### What is expected
Copy out all the entries exactly.

### Given entries
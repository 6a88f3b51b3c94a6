//! Instruction model shared by programs, the compiler and clients

use crate::{address::instruction_discriminator, EscrowResult};
use serde::{Deserialize, Serialize};
use solana_pubkey::Pubkey;

/// An account referenced by an instruction
#[derive(Debug, Clone, Copy, PartialEq, Eq, Hash, Serialize, Deserialize)]
pub struct AccountMeta {
    pub pubkey: Pubkey,
    pub is_signer: bool,
    pub is_writable: bool,
}

impl AccountMeta {
    /// Writable account
    pub fn new(pubkey: Pubkey, is_signer: bool) -> Self {
        Self {
            pubkey,
            is_signer,
            is_writable: true,
        }
    }

    pub fn new_readonly(pubkey: Pubkey, is_signer: bool) -> Self {
        Self {
            pubkey,
            is_signer,
            is_writable: false,
        }
    }
}

/// A call into one program
#[derive(Debug, Clone, PartialEq, Eq, Serialize, Deserialize)]
pub struct Instruction {
    pub program_id: Pubkey,
    pub accounts: Vec<AccountMeta>,
    pub data: Vec<u8>,
}

impl Instruction {
    /// Build an instruction whose data is the 8-byte discriminator of `name`
    /// followed by the bincode encoding of `args`
    pub fn new_with_args<T: Serialize>(
        program_id: Pubkey,
        name: &str,
        args: &T,
        accounts: Vec<AccountMeta>,
    ) -> EscrowResult<Self> {
        let mut data = instruction_discriminator(name).to_vec();
        data.extend(bincode::serialize(args)?);
        Ok(Self {
            program_id,
            accounts,
            data,
        })
    }

    /// Instruction without arguments
    pub fn new_bare(program_id: Pubkey, name: &str, accounts: Vec<AccountMeta>) -> Self {
        Self {
            program_id,
            accounts,
            data: instruction_discriminator(name).to_vec(),
        }
    }
}

/// Split instruction data into its discriminator and argument bytes
pub fn split_discriminator(data: &[u8]) -> EscrowResult<([u8; 8], &[u8])> {
    if data.len() < 8 {
        return Err(crate::EscrowError::invalid_instruction(format!(
            "instruction data is {} bytes, expected at least 8",
            data.len()
        )));
    }
    let (head, rest) = data.split_at(8);
    let mut discriminator = [0u8; 8];
    discriminator.copy_from_slice(head);
    Ok((discriminator, rest))
}

/// Decode bincode-encoded instruction arguments
pub fn decode_args<T: serde::de::DeserializeOwned>(bytes: &[u8]) -> EscrowResult<T> {
    bincode::deserialize(bytes)
        .map_err(|e| crate::EscrowError::invalid_instruction(format!("bad arguments: {}", e)))
}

### Solution to this task
repository 6a88f3b51b3c94a6
//! Instruction model shared by programs, the compiler and clients

use crate::{address::instruction_discriminator, EscrowResult};
use serde::{Deserialize, Serialize};
use solana_pubkey::Pubkey;

/// An account referenced by an instruction
#[derive(Debug, Clone, Copy, PartialEq, Eq, Hash, Serialize, Deserialize)]
pub struct AccountMeta {
    pub pubkey: Pubkey,
    pub is_signer: bool,
    pub is_writable: bool,
}

impl AccountMeta {
    /// Writable account
    pub fn new(pubkey: Pubkey, is_signer: bool) -> Self {
        Self {
            pubkey,
            is_signer,
            is_writable: true,
        }
    }

    pub fn new_readonly(pubkey: Pubkey, is_signer: bool) -> Self {
        Self {
            pubkey,
            is_signer,
            is_writable: false,
        }
    }
}

/// A call into one program
#[derive(Debug, Clone, PartialEq, Eq, Serialize, Deserialize)]
pub struct Instruction {
    pub program_id: Pubkey,
    pub accounts: Vec<AccountMeta>,
    pub data: Vec<u8>,
}

impl Instruction {
    /// Build an instruction whose data is the 8-byte discriminator of `name`
    /// followed by the bincode encoding of `args`
    pub fn new_with_args<T: Serialize>(
        program_id: Pubkey,
        name: &str,
        args: &T,
        accounts: Vec<AccountMeta>,
    ) -> EscrowResult<Self> {
        let mut data = instruction_discriminator(name).to_vec();
        data.extend(bincode::serialize(args)?);
        Ok(Self {
            program_id,
            accounts,
            data,
        })
    }

    /// Instruction without arguments
    pub fn new_bare(program_id: Pubkey, name: &str, accounts: Vec<AccountMeta>) -> Self {
        Self {
            program_id,
            accounts,
            data: instruction_discriminator(name).to_vec(),
        }
    }
}

/// Split instruction data into its discriminator and argument bytes
pub fn split_discriminator(data: &[u8]) -> EscrowResult<([u8; 8], &[u8])> {
    if data.len() < 8 {
        return Err(crate::EscrowError::invalid_instruction(format!(
            "instruction data is {} bytes, expected at least 8",
            data.len()
        )));
    }
    let (head, rest) = data.split_at(8);
    let mut discriminator = [0u8; 8];
    discriminator.copy_from_slice(head);
    Ok((discriminator, rest))
}

/// Decode bincode-encoded instruction arguments
pub fn decode_args<T: serde::de::DeserializeOwned>(bytes: &[u8]) -> EscrowResult<T> {
    bincode::deserialize(bytes)
        .map_err(|e| crate::EscrowError::invalid_instruction(format!("bad arguments: {}", e)))
}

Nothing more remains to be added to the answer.